▶ WHAT THE EXERCISE ASKS: Word for word, return the lines from the top of the listing to the line containing "use gridwalk_search::report::SearchReport;", both ends included, and no others.

▶ RECORDED INFORMATION:

------------

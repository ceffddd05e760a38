//! Shared helpers for gridwalk benchmark suites.

use gridwalk_harness::scenarios::{self, Scenario};
use gridwalk_kernel::grid::cell::Cell;
use gridwalk_kernel::proof::canon::CanonError;
use gridwalk_kernel::proof::hash::{canonical_hash, ContentHash, HashDomain};
use gridwalk_search::report::SearchReport;
use gridwalk_search::search::PathSearchEngine;

/// A named benchmark workload.
pub struct Workload {
    pub name: &'static str,
    pub scenario: Scenario,
}

/// The workloads every suite measures, smallest first.
///
/// Ceilings are raised where the default would cut the search short, so
/// the numbers measure full searches. `long_corridor` keeps the default
/// ceiling and measures the budget-exceeded path.
#[must_use]
pub fn workloads() -> Vec<Workload> {
    let mut maze = scenarios::switchback_maze(41);
    maze.policy = maze.policy.with_max_expansions(10_000);
    let mut field = scenarios::open_field(64);
    field.policy = field.policy.with_max_expansions(10_000);

    vec![
        Workload {
            name: "wall_detour",
            scenario: scenarios::wall_detour(),
        },
        Workload {
            name: "sealed_room",
            scenario: scenarios::sealed_room(),
        },
        Workload {
            name: "open_field_64",
            scenario: field,
        },
        Workload {
            name: "switchback_41",
            scenario: maze,
        },
        Workload {
            name: "long_corridor",
            scenario: scenarios::long_corridor(2000),
        },
    ]
}

/// Run only the engine (no compression, no bundling).
#[must_use]
pub fn run_engine(scenario: &Scenario) -> SearchReport {
    PathSearchEngine::configure(
        &scenario.grid,
        scenario.destination,
        scenario.start,
        scenario.policy,
    )
    .search_with_report()
}

/// Fingerprint of a benchmarked result. Two timings are comparable only if
/// their guard digests agree.
///
/// # Errors
///
/// Returns [`CanonError`] if the report cannot be serialized.
pub fn guard_digest(report: &SearchReport) -> Result<ContentHash, CanonError> {
    let bytes = report.to_canonical_json_bytes()?;
    Ok(canonical_hash(HashDomain::BenchGuard, &bytes))
}

/// A staircase path of `len` cells alternating right and up steps every
/// `run` cells, for compressor benchmarks.
#[must_use]
pub fn staircase(len: usize, run: usize) -> Vec<Cell> {
    let run = run.max(1);
    let mut cell = Cell::new(0, 0);
    let mut out = Vec::with_capacity(len);
    for i in 0..len {
        out.push(cell);
        cell = if (i / run) % 2 == 0 {
            cell.offset(1, 0)
        } else {
            cell.offset(0, 1)
        };
    }
    out
}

------------

▶ EXERCISE RESPONSE:
repository ceffddd05e760a38
//! Shared helpers for gridwalk benchmark suites.

use gridwalk_harness::scenarios::{self, Scenario};
use gridwalk_kernel::grid::cell::Cell;
use gridwalk_kernel::proof::canon::CanonError;
use gridwalk_kernel::proof::hash::{canonical_hash, ContentHash, HashDomain};
use gridwalk_search::report::SearchReport;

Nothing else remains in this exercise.